Attesa
In cima a una collina, c’era una casa abbandonata e nessuno ci passava più davanti.
Solo una donna, ogni sera, saliva fin lassù. Portava con sé una candela accesa. Si sedeva accanto alla finestra e aspettava.
Non sapeva bene chi dovesse arrivare, ma sentiva nel cuore che qualcuno sarebbe venuto.
Passarono i giorni, poi le settimane, poi l’inverno.
Molti la chiamavano “la donna che aspetta il nulla”.
Una notte, quando il cielo era limpido come il vetro, vide in lontananza una figura che si avvicinava lungo il sentiero.
Camminava lentamente, e intorno a lui sembrava che il buio si facesse chiaro.
Quando arrivò alla casa, la donna sorrise:“Ti stavo aspettando.”
Da quella notte, la collina non fu più buia.
Elphaba, la “strega cattiva”, vive tutta la prima parte della storia in attesa di essere vista per ciò che è davvero.
Attende che il mondo la riconosca non per il suo aspetto, ma per il suo cuore.
Attende che qualcuno le creda, che la accetti, che la ami.
Verso la fine, Elphaba e Glinda si incontrano di nuovo.

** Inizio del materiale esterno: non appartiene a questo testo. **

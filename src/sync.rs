//! # Synchronization Primitives
//!
//! Interrupt-safe critical section abstraction. All shared kernel state
//! must be mutated within a critical section to prevent data races between
//! the main context and interrupt handlers.
//!
//! The actual acquire/restore pair comes from whichever `critical-section`
//! provider the final binary links: `cortex-m`'s single-core
//! implementation on bare-metal targets (a plain PRIMASK save/disable/
//! restore, nesting included), or the `std` implementation when the crate
//! is tested on the host.

use critical_section::CriticalSection;

/// Execute a closure within a critical section (interrupts disabled).
///
/// This is the primary mechanism for safely accessing shared mutable state
/// in the kernel. The prior interrupt state is saved on entry and restored
/// on exit, so nesting works and every early return releases the mask.
///
/// # Usage
/// ```ignore
/// sync::critical_section(|_cs| {
///     // Access shared state safely
/// });
/// ```
///
/// # Performance
/// Keep critical sections as short as possible to minimize interrupt
/// latency. Every kernel operation bounded by one is O(TCB_SLOTS) or
/// better.
#[inline]
pub fn critical_section<F, R>(f: F) -> R
where
    F: FnOnce(CriticalSection<'_>) -> R,
{
    critical_section::with(f)
}
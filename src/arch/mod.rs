//! # Architecture Abstraction Layer
//!
//! Hardware boundary for the kernel: each port wires the platform's
//! periodic timer to `kernel::tick()` and supplies a `critical-section`
//! provider. Currently implements the Cortex-M4 port; extensible to other
//! architectures by adding sibling modules. Host builds (tests) compile no
//! port at all — the `critical-section` `std` implementation stands in.

#[cfg(all(target_arch = "arm", target_os = "none"))]
pub mod cortex_m4;
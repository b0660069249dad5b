//! # Task Model
//!
//! A task is nothing more than a named message handler. The application
//! defines its tasks as `static` values and keeps ownership of them for the
//! lifetime of the program; the kernel only ever borrows them. All per-task
//! state lives in the application — the discriminator for a handler's
//! internal dispatch is the message id it receives.

use crate::time::Tick;

/// Task message handler.
///
/// Invoked synchronously on the main context with the task it was posted
/// to, the message id, and the payload pointer (null when the message
/// carries no payload). The payload stays valid for the duration of the
/// call and is released back to the pool as soon as the handler returns.
///
/// Handlers may call any task-context kernel API, including posting
/// further messages and cancelling pending ones.
pub type Handler = fn(task: &'static Task, id: i32, payload: *mut u8);

/// A task — one registered message handler.
///
/// Define tasks as statics and pass references into the kernel:
///
/// ```ignore
/// static APP: Task = Task::new(app_handler);
///
/// kernel::message_send(&APP, 0, core::ptr::null_mut(), time::IMMEDIATE)?;
/// ```
pub struct Task {
    /// The message handler for this task.
    pub handler: Handler,
}

impl Task {
    /// Create a task record around a handler.
    pub const fn new(handler: Handler) -> Self {
        Self { handler }
    }
}

/// Where a message was posted from. Recorded in every message so the
/// dispatch trace can tell application posts from promoted ISR posts.
#[derive(Debug, Clone, Copy, PartialEq, Eq)]
pub enum Origin {
    /// Posted from task context via `kernel::message_send`.
    App,
    /// Posted from interrupt context via `kernel::message_send_isr`.
    Isr,
}

/// One pending message delivery.
///
/// This is the value that travels through the kernel: interrupt handlers
/// deposit it in the staging ring, and the delay queue holds one per
/// allocated TCB slot until the expiry tick passes.
#[derive(Clone, Copy)]
pub(crate) struct Message {
    /// Posting context.
    pub origin: Origin,
    /// Destination task. Borrowed — the kernel never owns task records.
    pub task: &'static Task,
    /// Message id, the handler's dispatch discriminator.
    pub id: i32,
    /// Payload pointer, null when the message carries none. Owned by the
    /// kernel from post until the handler returns, then freed through the
    /// pool (a no-op for pointers the pool does not recognize).
    pub payload: *mut u8,
    /// Absolute expiry tick.
    pub expire: Tick,
}

// ---------------------------------------------------------------------------
// Unit tests (host-only)
// ---------------------------------------------------------------------------

#[cfg(test)]
mod tests {
    use super::*;

    fn nop_handler(_task: &'static Task, _id: i32, _payload: *mut u8) {}

    static NOP: Task = Task::new(nop_handler);

    #[test]
    fn test_task_identity_is_by_reference() {
        // Cancellation matches tasks by pointer identity, so two distinct
        // statics must not compare equal even with the same handler.
        static OTHER: Task = Task::new(nop_handler);
        assert!(core::ptr::eq(&NOP, &NOP));
        assert!(!core::ptr::eq(&NOP, &OTHER));
    }

    #[test]
    fn test_message_snapshot_is_copy() {
        let m = Message {
            origin: Origin::App,
            task: &NOP,
            id: 3,
            payload: core::ptr::null_mut(),
            expire: 42,
        };
        let n = m;
        assert_eq!(n.id, 3);
        assert_eq!(n.expire, 42);
        assert_eq!(n.origin, Origin::App);
        assert!(n.payload.is_null());
        assert!(core::ptr::eq(m.task, n.task));
    }
}
//! # Tick Arithmetic
//!
//! The kernel's clock is a free-running `u32` tick counter that wraps.
//! Expiry times are absolute ticks, and every comparison goes through the
//! signed-difference idiom below, which stays correct across a single wrap
//! as long as no scheduled delay exceeds half the tick range (~24 days at
//! 1 kHz).

use crate::config::TICKS_PER_SEC;

/// One reading of the kernel's monotonic, wrapping tick counter.
pub type Tick = u32;

/// Zero delay — the message becomes due on the next dispatch iteration.
pub const IMMEDIATE: Tick = 0;

/// Convert whole seconds to ticks.
#[inline]
pub const fn secs(s: u32) -> Tick {
    s * TICKS_PER_SEC
}

/// Convert whole minutes to ticks.
#[inline]
pub const fn mins(m: u32) -> Tick {
    m * 60 * TICKS_PER_SEC
}

/// Convert whole hours to ticks.
#[inline]
pub const fn hours(h: u32) -> Tick {
    h * 60 * 60 * TICKS_PER_SEC
}

/// Is `a` strictly after `b`, accounting for wrap?
#[inline]
pub fn after(a: Tick, b: Tick) -> bool {
    (b.wrapping_sub(a) as i32) < 0
}

/// Is `a` at or after `b`, accounting for wrap?
#[inline]
pub fn after_eq(a: Tick, b: Tick) -> bool {
    (a.wrapping_sub(b) as i32) >= 0
}

// ---------------------------------------------------------------------------
// Unit tests (host-only)
// ---------------------------------------------------------------------------
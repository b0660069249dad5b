//! # MqOS Configuration
//!
//! Compile-time constants governing kernel capacity and timing.
//! All limits are fixed at compile time — no dynamic allocation.

/// Number of task control blocks in the kernel's TCB pool. This bounds the
/// number of outstanding message deliveries (delayed plus promoted ISR
/// messages). Increase it if the application keeps many messages in flight.
pub const TCB_SLOTS: usize = 32;

/// Capacity of the ISR staging ring — the number of messages interrupt
/// handlers can post before the dispatch loop promotes them. The ring
/// reserves one extra slot internally to distinguish full from empty.
pub const ISR_QUEUE_SIZE: usize = 8;

/// Nominal tick rate in Hz. The platform timer must call `kernel::tick()`
/// at this rate; the `time::secs`/`mins`/`hours` helpers scale by it.
pub const TICKS_PER_SEC: u32 = 1000;

/// System clock frequency in Hz (default for STM32F4 at 16 MHz HSI).
/// Used by the arch layer to derive the SysTick reload value.
pub const SYSTEM_CLOCK_HZ: u32 = 16_000_000;

/// Block count for pool class 1. A class with count 0 is omitted entirely.
/// The order of the classes here is not significant — they are sorted by
/// size when the kernel is constructed.
pub const POOL_COUNT1: usize = 16;
/// Payload size in bytes for pool class 1.
pub const POOL_SIZE1: usize = 8;

/// Block count for pool class 2.
pub const POOL_COUNT2: usize = 8;
/// Payload size in bytes for pool class 2.
pub const POOL_SIZE2: usize = 16;

/// Block count for pool class 3.
pub const POOL_COUNT3: usize = 4;
/// Payload size in bytes for pool class 3.
pub const POOL_SIZE3: usize = 32;

/// Block count for pool class 4.
pub const POOL_COUNT4: usize = 2;
/// Payload size in bytes for pool class 4.
pub const POOL_SIZE4: usize = 64;
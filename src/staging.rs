//! # ISR Staging Ring
//!
//! Interrupt handlers cannot walk the delay queue (unbounded latency) or
//! touch the TCB free list (the dispatch loop mutates it). Instead they
//! deposit a message snapshot in this bounded ring, and the loop promotes
//! staged entries into real TCBs on a cooperative boundary.
//!
//! The ring is single-producer/single-consumer: one ISR pushes, the
//! dispatch loop pops. Indices are atomics with release/acquire pairing on
//! the publishing side, so neither side needs the kernel critical section
//! and the handoff is wait-free. One slot is reserved to tell a full ring
//! from an empty one.

use core::cell::UnsafeCell;
use core::mem::MaybeUninit;
use core::sync::atomic::{AtomicUsize, Ordering};

use crate::config::ISR_QUEUE_SIZE;
use crate::task::Message;

const SLOTS: usize = ISR_QUEUE_SIZE + 1;

/// Bounded SPSC ring of staged messages.
pub(crate) struct Staging {
    slots: UnsafeCell<[MaybeUninit<Message>; SLOTS]>,
    /// Consumer index — advanced only by the dispatch loop.
    front: AtomicUsize,
    /// Producer index — advanced only by the posting ISR.
    rear: AtomicUsize,
}

// Safety: front/rear are atomics and each slot is written by the single
// producer before the rear index that publishes it (release), and read by
// the single consumer after observing that index (acquire).
unsafe impl Sync for Staging {}

impl Staging {
    /// An empty ring.
    pub const fn new() -> Self {
        Self {
            slots: UnsafeCell::new(unsafe { MaybeUninit::uninit().assume_init() }),
            front: AtomicUsize::new(0),
            rear: AtomicUsize::new(0),
        }
    }

    /// Discard any staged entries.
    pub fn reset(&self) {
        self.front.store(0, Ordering::Relaxed);
        self.rear.store(0, Ordering::Relaxed);
    }

    /// True when no staged entries are waiting.
    #[inline]
    pub fn is_empty(&self) -> bool {
        self.front.load(Ordering::Acquire) == self.rear.load(Ordering::Acquire)
    }

    /// Number of staged entries waiting for promotion.
    #[cfg(test)]
    pub fn len(&self) -> usize {
        let front = self.front.load(Ordering::Acquire);
        let rear = self.rear.load(Ordering::Acquire);
        (rear + SLOTS - front) % SLOTS
    }

    /// Stage a message. Returns `false` when the ring is full.
    ///
    /// Producer side only — at most one ISR context may post at a time.
    pub fn push(&self, msg: Message) -> bool {
        let rear = self.rear.load(Ordering::Relaxed);
        let next = (rear + 1) % SLOTS;
        if next == self.front.load(Ordering::Acquire) {
            return false;
        }
        unsafe {
            (*self.slots.get())[rear].as_mut_ptr().write(msg);
        }
        self.rear.store(next, Ordering::Release);
        true
    }

    /// Take the oldest staged message. Consumer side only.
    pub fn pop(&self) -> Option<Message> {
        let front = self.front.load(Ordering::Relaxed);
        if front == self.rear.load(Ordering::Acquire) {
            return None;
        }
        let msg = unsafe { (*self.slots.get())[front].as_ptr().read() };
        self.front.store((front + 1) % SLOTS, Ordering::Release);
        Some(msg)
    }
}

// ---------------------------------------------------------------------------
// Unit tests (host-only)
// ---------------------------------------------------------------------------
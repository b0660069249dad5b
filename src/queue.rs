//! # TCB Pool and Delay Queue
//!
//! A fixed arena of task control blocks doubles as both the TCB free list
//! and the expiry-ordered delay queue. Free entries are threaded through
//! their `next` field as a singly linked list; queued entries form a doubly
//! linked list sorted ascending by expiry under the wrap-aware comparison.
//! Links are arena indices rather than pointers, with `NIL` as the null
//! link, so the structure is plain data with no aliasing to reason about.
//!
//! Every entry is in exactly one of three places at any time: the free
//! list, the delay queue, or in flight to a handler (allocated but
//! unlinked, between `dequeue` and `release`).
//!
//! Nothing in here locks. Callers in task context must hold the kernel
//! critical section whenever they can race with the dispatch loop's
//! staging-queue drain.

use crate::config::TCB_SLOTS;
use crate::task::{Message, Task};
use crate::time;

/// Null link value for arena indices.
const NIL: usize = usize::MAX;

/// One arena slot: queue links plus the message it carries when allocated.
#[derive(Clone, Copy)]
struct Entry {
    next: usize,
    prev: usize,
    msg: Option<Message>,
}

const FREE_ENTRY: Entry = Entry {
    next: NIL,
    prev: NIL,
    msg: None,
};

/// The TCB arena: free list head plus delay-queue head and tail.
pub(crate) struct TcbQueue {
    entries: [Entry; TCB_SLOTS],
    free: usize,
    head: usize,
    tail: usize,
}

impl TcbQueue {
    /// An empty arena. [`reset`](Self::reset) must run before first use.
    pub const fn new() -> Self {
        Self {
            entries: [FREE_ENTRY; TCB_SLOTS],
            free: NIL,
            head: NIL,
            tail: NIL,
        }
    }

    /// Drop whatever state the arena held and rebuild the free list.
    pub fn reset(&mut self) {
        for i in 0..TCB_SLOTS {
            self.entries[i] = FREE_ENTRY;
            self.entries[i].next = if i + 1 < TCB_SLOTS { i + 1 } else { NIL };
        }
        self.free = if TCB_SLOTS > 0 { 0 } else { NIL };
        self.head = NIL;
        self.tail = NIL;
    }

    /// Take a TCB off the free list. `None` when the pool is exhausted.
    pub fn alloc(&mut self) -> Option<usize> {
        if self.free == NIL {
            return None;
        }
        let idx = self.free;
        self.free = self.entries[idx].next;
        self.entries[idx].next = NIL;
        Some(idx)
    }

    /// Return a TCB to the free list and drop its message.
    pub fn release(&mut self, idx: usize) {
        self.entries[idx].msg = None;
        self.entries[idx].prev = NIL;
        self.entries[idx].next = self.free;
        self.free = idx;
    }

    /// Store `msg` in slot `idx` and insert it into the delay queue at the
    /// unique position that keeps expiries ascending. Equal expiries land
    /// after existing entries, preserving FIFO among equally-timed posts.
    pub fn enqueue(&mut self, idx: usize, msg: Message) {
        let expire = msg.expire;
        self.entries[idx].msg = Some(msg);

        if self.head == NIL {
            self.entries[idx].next = NIL;
            self.entries[idx].prev = NIL;
            self.head = idx;
            self.tail = idx;
            return;
        }

        let mut cur = self.head;
        while cur != NIL {
            let cur_expire = match self.entries[cur].msg {
                Some(ref m) => m.expire,
                None => break,
            };
            if time::after(cur_expire, expire) {
                // Insert before the first entry strictly later than us.
                let prev = self.entries[cur].prev;
                self.entries[idx].next = cur;
                self.entries[idx].prev = prev;
                self.entries[cur].prev = idx;
                if prev == NIL {
                    self.head = idx;
                } else {
                    self.entries[prev].next = idx;
                }
                return;
            }
            cur = self.entries[cur].next;
        }

        // Nothing later than us: append at the tail.
        self.entries[self.tail].next = idx;
        self.entries[idx].prev = self.tail;
        self.entries[idx].next = NIL;
        self.tail = idx;
    }

    /// Index of the queue head, without removing it.
    pub fn front(&self) -> Option<usize> {
        if self.head == NIL {
            None
        } else {
            Some(self.head)
        }
    }

    /// Copy of the message in slot `idx`, if the slot holds one.
    pub fn message(&self, idx: usize) -> Option<Message> {
        self.entries[idx].msg
    }

    /// Unlink and return the queue head. The slot stays allocated (in
    /// flight) until [`release`](Self::release).
    pub fn dequeue(&mut self) -> Option<usize> {
        if self.head == NIL {
            return None;
        }
        let idx = self.head;
        self.unlink(idx);
        Some(idx)
    }

    /// Remove every queued entry whose `(task, id)` pair matches, handing
    /// each removed payload to `dispose`, and return the count removed.
    /// Entries in flight or in the ISR staging ring are not affected.
    pub fn cancel(
        &mut self,
        task: &'static Task,
        id: i32,
        mut dispose: impl FnMut(*mut u8),
    ) -> usize {
        let mut count = 0;
        let mut cur = self.head;
        while cur != NIL {
            let next = self.entries[cur].next;
            let payload = match self.entries[cur].msg {
                Some(ref m) if core::ptr::eq(m.task, task) && m.id == id => Some(m.payload),
                _ => None,
            };
            if let Some(payload) = payload {
                count += 1;
                self.unlink(cur);
                self.release(cur);
                dispose(payload);
            }
            cur = next;
        }
        count
    }

    /// Detach `idx` from the delay queue, fixing up head/tail.
    fn unlink(&mut self, idx: usize) {
        let next = self.entries[idx].next;
        let prev = self.entries[idx].prev;

        if prev == NIL {
            self.head = next;
        } else {
            self.entries[prev].next = next;
        }
        if next == NIL {
            self.tail = prev;
        } else {
            self.entries[next].prev = prev;
        }

        self.entries[idx].next = NIL;
        self.entries[idx].prev = NIL;
    }

    /// Number of entries currently on the free list.
    #[cfg(test)]
    pub fn free_count(&self) -> usize {
        let mut n = 0;
        let mut cur = self.free;
        while cur != NIL {
            n += 1;
            cur = self.entries[cur].next;
        }
        n
    }

    /// Number of entries currently linked into the delay queue.
    #[cfg(test)]
    pub fn queued_count(&self) -> usize {
        let mut n = 0;
        let mut cur = self.head;
        while cur != NIL {
            n += 1;
            cur = self.entries[cur].next;
        }
        n
    }
}

// ---------------------------------------------------------------------------
// Unit tests (host-only)
// ---------------------------------------------------------------------------
// ---------------------------------------------------------------------------
// End-to-end tests (host-only)
// ---------------------------------------------------------------------------

#[cfg(test)]
mod tests {
    use super::*;
    use core::ptr::null_mut;
    use std::sync::{Mutex, MutexGuard};
    use std::vec::Vec;

    /// The kernel is a process-wide singleton, so every test that touches
    /// it serializes on this lock and starts from `construct()`.
    static LOCK: Mutex<()> = Mutex::new(());

    /// `(id, tick)` pairs recorded by the test handlers, in delivery order.
    static DELIVERED: Mutex<Vec<(i32, u32)>> = Mutex::new(Vec::new());

    fn begin() -> MutexGuard<'static, ()> {
        let guard = LOCK.lock().unwrap_or_else(|e| e.into_inner());
        construct();
        DELIVERED.lock().unwrap_or_else(|e| e.into_inner()).clear();
        guard
    }

    fn delivered() -> Vec<(i32, u32)> {
        DELIVERED.lock().unwrap_or_else(|e| e.into_inner()).clone()
    }

    fn record(id: i32) {
        DELIVERED
            .lock()
            .unwrap_or_else(|e| e.into_inner())
            .push((id, get_tick()));
    }

    /// Run `poll` then `tick`, `ticks` times — i.e. simulate the dispatch
    /// loop running alongside a timer interrupt for `ticks` ticks.
    fn run_for(ticks: u32) {
        for _ in 0..ticks {
            poll();
            tick();
        }
        poll();
    }

    fn recording_handler(_task: &'static Task, id: i32, _payload: *mut u8) {
        record(id);
    }

    static REC: Task = Task::new(recording_handler);
    static OTHER: Task = Task::new(recording_handler);

    // -- Blinky: the canonical self-rescheduling task --------------------

    fn blinky_handler(task: &'static Task, id: i32, _payload: *mut u8) {
        record(id);
        let _ = match id {
            0 => message_send(task, 1, null_mut(), 1000),
            _ => message_send(task, 0, null_mut(), 2000),
        };
    }

    static BLINKY: Task = Task::new(blinky_handler);

    #[test]
    fn test_blinky_schedule() {
        let _g = begin();
        message_send(&BLINKY, 0, null_mut(), time::IMMEDIATE).unwrap();
        run_for(6000);
        assert_eq!(
            delivered(),
            std::vec![(0, 0), (1, 1000), (0, 3000), (1, 4000), (0, 6000)]
        );
    }

    // -- Ordering --------------------------------------------------------

    #[test]
    fn test_immediate_messages_deliver_in_post_order() {
        let _g = begin();
        for id in 1..=3 {
            message_send(&REC, id, null_mut(), time::IMMEDIATE).unwrap();
        }
        // One delivery per iteration.
        poll();
        assert_eq!(delivered(), std::vec![(1, 0)]);
        poll();
        poll();
        assert_eq!(delivered(), std::vec![(1, 0), (2, 0), (3, 0)]);
    }

    #[test]
    fn test_distinct_delays_deliver_in_expiry_order() {
        let _g = begin();
        message_send(&REC, 3, null_mut(), 30).unwrap();
        message_send(&REC, 1, null_mut(), 10).unwrap();
        message_send(&REC, 2, null_mut(), 20).unwrap();
        run_for(40);
        assert_eq!(delivered(), std::vec![(1, 10), (2, 20), (3, 30)]);
    }

    #[test]
    fn test_delay_is_a_lower_bound() {
        let _g = begin();
        run_for(5); // start at tick 5
        message_send(&REC, 1, null_mut(), 10).unwrap();
        run_for(20);
        assert_eq!(delivered(), std::vec![(1, 15)]);
    }

    // -- Cancellation ----------------------------------------------------

    #[test]
    fn test_cancel_middle_message() {
        let _g = begin();
        message_send(&REC, 1, null_mut(), 100).unwrap();
        message_send(&REC, 2, null_mut(), 200).unwrap();
        message_send(&REC, 3, null_mut(), 300).unwrap();

        run_for(50);
        assert_eq!(message_cancel(&REC, 2), 1);

        run_for(300);
        assert_eq!(delivered(), std::vec![(1, 100), (3, 300)]);
    }

    #[test]
    fn test_cancel_of_absent_message_is_a_no_op() {
        let _g = begin();
        message_send(&REC, 1, null_mut(), 100).unwrap();
        assert_eq!(message_cancel(&REC, 9), 0);
        assert_eq!(message_cancel(&OTHER, 1), 0);
        run_for(150);
        assert_eq!(delivered(), std::vec![(1, 100)]);
    }

    #[test]
    fn test_cancel_does_not_reach_staged_isr_messages() {
        let _g = begin();
        message_send_isr(&REC, 5, null_mut()).unwrap();
        // Still in the staging ring: cancellation must not see it.
        assert_eq!(message_cancel(&REC, 5), 0);
        run_for(1);
        assert_eq!(delivered(), std::vec![(5, 0)]);
    }

    // -- ISR path --------------------------------------------------------

    #[test]
    fn test_isr_message_beats_delayed_entry() {
        let _g = begin();
        message_send(&REC, 1, null_mut(), 50).unwrap();
        message_send_isr(&REC, 9, null_mut()).unwrap();
        run_for(60);
        assert_eq!(delivered(), std::vec![(9, 0), (1, 50)]);
    }

    #[test]
    fn test_isr_messages_keep_staging_order() {
        let _g = begin();
        for id in 1..=3 {
            message_send_isr(&REC, id, null_mut()).unwrap();
        }
        run_for(5);
        assert_eq!(
            delivered().iter().map(|&(id, _)| id).collect::<Vec<_>>(),
            std::vec![1, 2, 3]
        );
    }

    #[test]
    fn test_isr_ring_reports_full() {
        let _g = begin();
        for id in 0..crate::config::ISR_QUEUE_SIZE as i32 {
            message_send_isr(&REC, id, null_mut()).unwrap();
        }
        assert_eq!(
            message_send_isr(&REC, 99, null_mut()),
            Err(Error::StagingFull)
        );
    }

    #[test]
    fn test_staged_message_waits_out_tcb_exhaustion() {
        let _g = begin();
        for _ in 0..crate::config::TCB_SLOTS {
            message_send(&REC, 7, null_mut(), 100_000).unwrap();
        }
        assert_eq!(
            message_send(&REC, 7, null_mut(), 100_000),
            Err(Error::TcbExhausted)
        );

        message_send_isr(&REC, 9, null_mut()).unwrap();
        poll();
        // No TCB free: nothing delivered, the staged entry is retried.
        assert_eq!(delivered(), std::vec![]);

        // Freeing TCBs lets the next iteration promote and deliver it.
        assert_eq!(message_cancel(&REC, 7), crate::config::TCB_SLOTS);
        poll();
        assert_eq!(delivered(), std::vec![(9, 0)]);
    }

    // -- Tick wrap -------------------------------------------------------

    #[test]
    fn test_delivery_across_tick_wrap() {
        let _g = begin();
        // Seed the clock just below the wrap point.
        unsafe { (*core_ptr()).tick.store(u32::MAX - 5, Ordering::Relaxed) };

        message_send(&REC, 1, null_mut(), 10).unwrap();
        run_for(5);
        // Not due yet — and in particular not delivered "immediately"
        // because the expiry wrapped.
        assert_eq!(delivered(), std::vec![]);

        run_for(15);
        assert_eq!(delivered(), std::vec![(1, (u32::MAX - 5).wrapping_add(10))]);
    }

    // -- Payload pool integration ---------------------------------------

    #[cfg(feature = "pool")]
    #[test]
    fn test_delivered_payload_returns_to_the_pool() {
        let _g = begin();
        let payload = alloc(8);
        assert!(!payload.is_null());
        unsafe { payload.write(42) };

        message_send(&REC, 1, payload, time::IMMEDIATE).unwrap();
        run_for(1);
        assert_eq!(delivered(), std::vec![(1, 0)]);

        // Delivery released the block; the pool hands it out again.
        assert_eq!(alloc(8), payload);
    }

    #[cfg(feature = "pool")]
    #[test]
    fn test_cancelled_payload_returns_to_the_pool() {
        let _g = begin();
        let payload = alloc(8);
        assert!(!payload.is_null());

        message_send(&REC, 1, payload, 100).unwrap();
        assert_eq!(message_cancel(&REC, 1), 1);
        assert_eq!(alloc(8), payload);
    }

    // -- Lifecycle -------------------------------------------------------

    fn shutdown_handler(_task: &'static Task, id: i32, _payload: *mut u8) {
        record(id);
        destruct();
    }

    static QUITTER: Task = Task::new(shutdown_handler);

    #[test]
    fn test_destruct_exits_the_loop() {
        let _g = begin();
        message_send(&QUITTER, 1, null_mut(), time::IMMEDIATE).unwrap();
        message_loop();
        assert_eq!(delivered(), std::vec![(1, 0)]);
    }

    #[test]
    fn test_loop_refuses_to_run_before_construct() {
        let _g = begin();
        unsafe { (*core_ptr()).constructed = false };
        message_loop(); // must return, not spin
    }

    #[test]
    fn test_tick_advances_and_wraps() {
        let _g = begin();
        assert_eq!(get_tick(), 0);
        tick();
        tick();
        assert_eq!(get_tick(), 2);

        unsafe { (*core_ptr()).tick.store(u32::MAX, Ordering::Relaxed) };
        tick();
        assert_eq!(get_tick(), 0);
    }
}
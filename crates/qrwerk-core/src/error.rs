// SPDX-License-Identifier: PMPL-1.0-or-later
// Copyright (c) 2026 Jonathan D.A. Jewell (hyperpolymath) <jonathan.jewell@open.ac.uk>
//
// Unified error types for qrwerk.

use thiserror::Error;

/// Top-level error type for all qrwerk operations.
#[derive(Debug, Error)]
pub enum QrError {
    // -- Input errors --
    #[error("unsupported logo file type: {0}")]
    InvalidFileType(String),

    #[error("no content to encode")]
    MissingContent,

    // -- Rendering errors --
    #[error("QR encoding failed: {0}")]
    Encoding(String),

    #[error("image decoding failed: {0}")]
    ImageDecode(String),

    // -- Output errors --
    #[error("export failed: {0}")]
    Export(String),

    #[error("file I/O error: {0}")]
    Io(#[from] std::io::Error),

    #[error("serialization error: {0}")]
    Serialization(#[from] serde_json::Error),
}

/// Alias used throughout the codebase.
pub type Result<T> = std::result::Result<T, QrError>;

Dopo aver percorso strade diverse, si rendono conto che la loro attesa reciproca, il bisogno di perdono, di riconciliazione, si è finalmente compiuta.
Qui l’attesa diventa relazione: la luce arriva non come magia, ma come presenza.
Santa Maria, vergine dell'attesa,
donaci un'anima vigiliare.
Ci sentiamo più figli del crepuscolo che profeti dell'avvento!
Sentinella del mattino, ridestaci nel cuore
la passione di giovani annunci
da portare al mondo, che si sente già vecchio.
Portaci arpa e cetra, perché con te mattiniera
possiamo svegliare l'aurora.
Non aver paura dell'attesa. Affida a Maria ciò che attendi.